Input data —
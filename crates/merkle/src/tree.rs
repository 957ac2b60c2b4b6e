//! Merkle tree construction.

use std::collections::HashMap;

use merklesync_primitives::block::{BlockId, DataBlock};
use merklesync_primitives::hash::Hash;
use tracing::debug;

use crate::hashing::{internal_hash, leaf_hash};

/// Index of a node in the tree's arena.
pub type NodeIndex = usize;

/// A leaf of the tree: one input payload and its identifier.
#[derive(Clone, Debug, PartialEq, Eq)]
pub struct Leaf {
    id: BlockId,
    payload: Vec<u8>,
    hash: Hash,
}

impl Leaf {
    fn new(id: BlockId, payload: Vec<u8>) -> Self {
        let hash = leaf_hash(&payload);
        Self { id, payload, hash }
    }

    #[must_use]
    pub const fn id(&self) -> &BlockId {
        &self.id
    }

    #[must_use]
    pub fn payload(&self) -> &[u8] {
        &self.payload
    }

    #[must_use]
    pub const fn hash(&self) -> Hash {
        self.hash
    }
}

#[derive(Clone, Copy, Debug, PartialEq, Eq)]
pub enum Node {
    /// Wraps the leaf at `position` in the tree's leaf sequence.
    Leaf { hash: Hash, position: usize },

    /// Combines two children.
    ///
    /// `right` is `None` when `left` was the odd node out on its level and
    /// was paired with a copy of its own hash. Such a node covers only the
    /// leaves under `left`.
    Internal {
        hash: Hash,
        left: NodeIndex,
        right: Option<NodeIndex>,
    },
}

impl Node {
    #[must_use]
    pub const fn hash(&self) -> Hash {
        match *self {
            Self::Leaf { hash, .. } | Self::Internal { hash, .. } => hash,
        }
    }

    #[must_use]
    pub const fn is_leaf(&self) -> bool {
        matches!(self, Self::Leaf { .. })
    }
}

/// An immutable binary Merkle tree over an ordered list of leaves.
///
/// Nodes live in a single arena and refer to their children by index. Level
/// 0 holds the leaf nodes in insertion order; the last level holds the root.
#[derive(Clone, Debug, Default)]
pub struct MerkleTree {
    leaves: Vec<Leaf>,
    nodes: Vec<Node>,
    levels: Vec<Vec<NodeIndex>>,
    positions: HashMap<BlockId, usize>,
}

impl MerkleTree {
    /// Build a tree from `(identifier, payload)` pairs in order.
    ///
    /// Never fails. Zero leaves produce an empty tree without a root.
    pub fn build<I, P>(leaves: I) -> Self
    where
        I: IntoIterator<Item = (BlockId, P)>,
        P: Into<Vec<u8>>,
    {
        let leaves: Vec<Leaf> = leaves
            .into_iter()
            .map(|(id, payload)| Leaf::new(id, payload.into()))
            .collect();

        let mut positions = HashMap::with_capacity(leaves.len());
        for (position, leaf) in leaves.iter().enumerate() {
            // Identifiers are expected to be unique; lookups resolve to the first
            let _ignored = positions.entry(leaf.id.clone()).or_insert(position);
        }

        let (nodes, levels) = build_levels(&leaves);

        let tree = Self {
            leaves,
            nodes,
            levels,
            positions,
        };

        debug!(
            leaves = tree.leaf_count(),
            height = tree.height(),
            root = %tree.root_hash_hex(),
            "Built merkle tree"
        );

        tree
    }

    /// Build a tree from data blocks, using each block's id and payload.
    pub fn from_blocks<'a, I>(blocks: I) -> Self
    where
        I: IntoIterator<Item = &'a DataBlock>,
    {
        Self::build(
            blocks
                .into_iter()
                .map(|block| (block.id.clone(), block.payload.clone())),
        )
    }

    #[must_use]
    pub fn root(&self) -> Option<NodeIndex> {
        self.levels.last().and_then(|level| level.first()).copied()
    }

    #[must_use]
    pub fn root_hash(&self) -> Option<Hash> {
        self.root().map(|index| self.nodes[index].hash())
    }

    /// Root hash as lowercase hex, or an empty string for an empty tree.
    #[must_use]
    pub fn root_hash_hex(&self) -> String {
        self.root_hash().map(|hash| hash.to_hex()).unwrap_or_default()
    }

    #[must_use]
    pub fn is_empty(&self) -> bool {
        self.leaves.is_empty()
    }

    #[must_use]
    pub fn leaf_count(&self) -> usize {
        self.leaves.len()
    }

    #[must_use]
    pub fn leaves(&self) -> &[Leaf] {
        &self.leaves
    }

    #[must_use]
    pub fn leaf(&self, position: usize) -> Option<&Leaf> {
        self.leaves.get(position)
    }

    /// Position of the first leaf carrying `id`.
    #[must_use]
    pub fn position_of(&self, id: &str) -> Option<usize> {
        self.positions.get(id).copied()
    }

    /// Number of levels, including the leaf level. Zero for an empty tree.
    #[must_use]
    pub fn height(&self) -> usize {
        self.levels.len()
    }

    #[must_use]
    pub fn node(&self, index: NodeIndex) -> Option<&Node> {
        self.nodes.get(index)
    }

    /// Number of nodes at `level`, not counting synthetic duplicates.
    #[must_use]
    pub fn level_width(&self, level: usize) -> usize {
        self.levels.get(level).map_or(0, Vec::len)
    }

    /// Hash of the node at `position` on `level`.
    #[must_use]
    pub fn level_hash(&self, level: usize, position: usize) -> Option<Hash> {
        let index = *self.levels.get(level)?.get(position)?;
        Some(self.nodes[index].hash())
    }

    /// Leaf positions covered by the subtree rooted at `index`, in order.
    #[must_use]
    pub fn leaves_under(&self, index: NodeIndex) -> Vec<usize> {
        let mut positions = Vec::new();
        let mut stack = vec![index];

        while let Some(current) = stack.pop() {
            match self.nodes.get(current) {
                Some(Node::Leaf { position, .. }) => positions.push(*position),
                Some(Node::Internal { left, right, .. }) => {
                    if let Some(right) = right {
                        stack.push(*right);
                    }
                    stack.push(*left);
                }
                None => {}
            }
        }

        positions
    }
}

/// Build every level bottom-up and return the node arena with the per-level
/// node indices.
fn build_levels(leaves: &[Leaf]) -> (Vec<Node>, Vec<Vec<NodeIndex>>) {
    if leaves.is_empty() {
        return (Vec::new(), Vec::new());
    }

    let mut nodes: Vec<Node> = leaves
        .iter()
        .enumerate()
        .map(|(position, leaf)| Node::Leaf {
            hash: leaf.hash,
            position,
        })
        .collect();

    let mut levels = vec![(0..nodes.len()).collect::<Vec<NodeIndex>>()];

    while let Some(current) = levels.last().filter(|level| level.len() > 1) {
        let mut next = Vec::with_capacity(current.len().div_ceil(2));

        for pair in current.chunks(2) {
            let left = pair[0];
            let right = pair.get(1).copied();

            let left_hash = nodes[left].hash();
            // Odd node out is hashed against a copy of itself
            let right_hash = right.map_or(left_hash, |index| nodes[index].hash());

            next.push(nodes.len());
            nodes.push(Node::Internal {
                hash: internal_hash(&left_hash, &right_hash),
                left,
                right,
            });
        }

        levels.push(next);
    }

    (nodes, levels)
}

#[cfg(test)]
mod tests {
    use super::*;

    fn tree_of(payloads: &[&str]) -> MerkleTree {
        MerkleTree::build(
            payloads
                .iter()
                .enumerate()
                .map(|(i, p)| (BlockId::from(i.to_string()), p.as_bytes().to_vec())),
        )
    }

    #[test]
    fn test_build_empty() {
        let tree = tree_of(&[]);

        assert!(tree.is_empty());
        assert_eq!(tree.root(), None);
        assert_eq!(tree.root_hash(), None);
        assert_eq!(tree.root_hash_hex(), "");
        assert_eq!(tree.height(), 0);
    }

    #[test]
    fn test_build_single_leaf_is_root() {
        let tree = tree_of(&["only"]);

        assert_eq!(tree.root_hash(), Some(leaf_hash(b"only")));
        assert_eq!(tree.height(), 1);
        assert!(tree.node(tree.root().unwrap()).unwrap().is_leaf());
    }

    #[test]
    fn test_build_level_widths() {
        let tree = tree_of(&["a", "b", "c", "d", "e"]);

        // 5 -> 3 -> 2 -> 1
        assert_eq!(tree.height(), 4);
        assert_eq!(tree.level_width(0), 5);
        assert_eq!(tree.level_width(1), 3);
        assert_eq!(tree.level_width(2), 2);
        assert_eq!(tree.level_width(3), 1);
    }

    #[test]
    fn test_odd_node_parent_has_no_right_child() {
        let tree = tree_of(&["a", "b", "c"]);

        let parent = tree.levels[1][1];
        match tree.node(parent) {
            Some(Node::Internal { right, hash, .. }) => {
                assert_eq!(*right, None);
                let h2 = leaf_hash(b"c");
                assert_eq!(*hash, internal_hash(&h2, &h2));
            }
            other => panic!("expected internal node, got {other:?}"),
        }
        assert_eq!(tree.leaves_under(parent), vec![2]);
    }

    #[test]
    fn test_leaves_under_root_is_every_leaf_in_order() {
        let tree = tree_of(&["a", "b", "c", "d", "e", "f", "g"]);
        assert_eq!(
            tree.leaves_under(tree.root().unwrap()),
            (0..7).collect::<Vec<_>>()
        );
    }

    #[test]
    fn test_position_of_resolves_first_duplicate() {
        let tree = MerkleTree::build([
            (BlockId::from("x"), b"1".to_vec()),
            (BlockId::from("y"), b"2".to_vec()),
            (BlockId::from("x"), b"3".to_vec()),
        ]);

        assert_eq!(tree.position_of("x"), Some(0));
        assert_eq!(tree.position_of("y"), Some(1));
        assert_eq!(tree.position_of("z"), None);
    }

    #[test]
    fn test_from_blocks_matches_build() {
        let blocks = vec![
            DataBlock::new("1", b"data1".to_vec()).with_table("t"),
            DataBlock::new("2", b"data2".to_vec()).with_table("t"),
        ];

        let from_blocks = MerkleTree::from_blocks(&blocks);
        let built = MerkleTree::build([
            (BlockId::from("1"), b"data1".to_vec()),
            (BlockId::from("2"), b"data2".to_vec()),
        ]);

        assert_eq!(from_blocks.root_hash(), built.root_hash());
    }
}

About this task — Starting at the line that contains "while let Some(current) = stack.pop()" and stopping after the line that contains "let left = pair[0];", write out every line exactly as it appears above, and no other line.

Answer area —
        while let Some(current) = stack.pop() {
            match self.nodes.get(current) {
                Some(Node::Leaf { position, .. }) => positions.push(*position),
                Some(Node::Internal { left, right, .. }) => {
                    if let Some(right) = right {
                        stack.push(*right);
                    }
                    stack.push(*left);
                }
                None => {}
            }
        }

        positions
    }
}

/// Build every level bottom-up and return the node arena with the per-level
/// node indices.
fn build_levels(leaves: &[Leaf]) -> (Vec<Node>, Vec<Vec<NodeIndex>>) {
    if leaves.is_empty() {
        return (Vec::new(), Vec::new());
    }

    let mut nodes: Vec<Node> = leaves
        .iter()
        .enumerate()
        .map(|(position, leaf)| Node::Leaf {
            hash: leaf.hash,
            position,
        })
        .collect();

    let mut levels = vec![(0..nodes.len()).collect::<Vec<NodeIndex>>()];

    while let Some(current) = levels.last().filter(|level| level.len() > 1) {
        let mut next = Vec::with_capacity(current.len().div_ceil(2));

        for pair in current.chunks(2) {
            let left = pair[0];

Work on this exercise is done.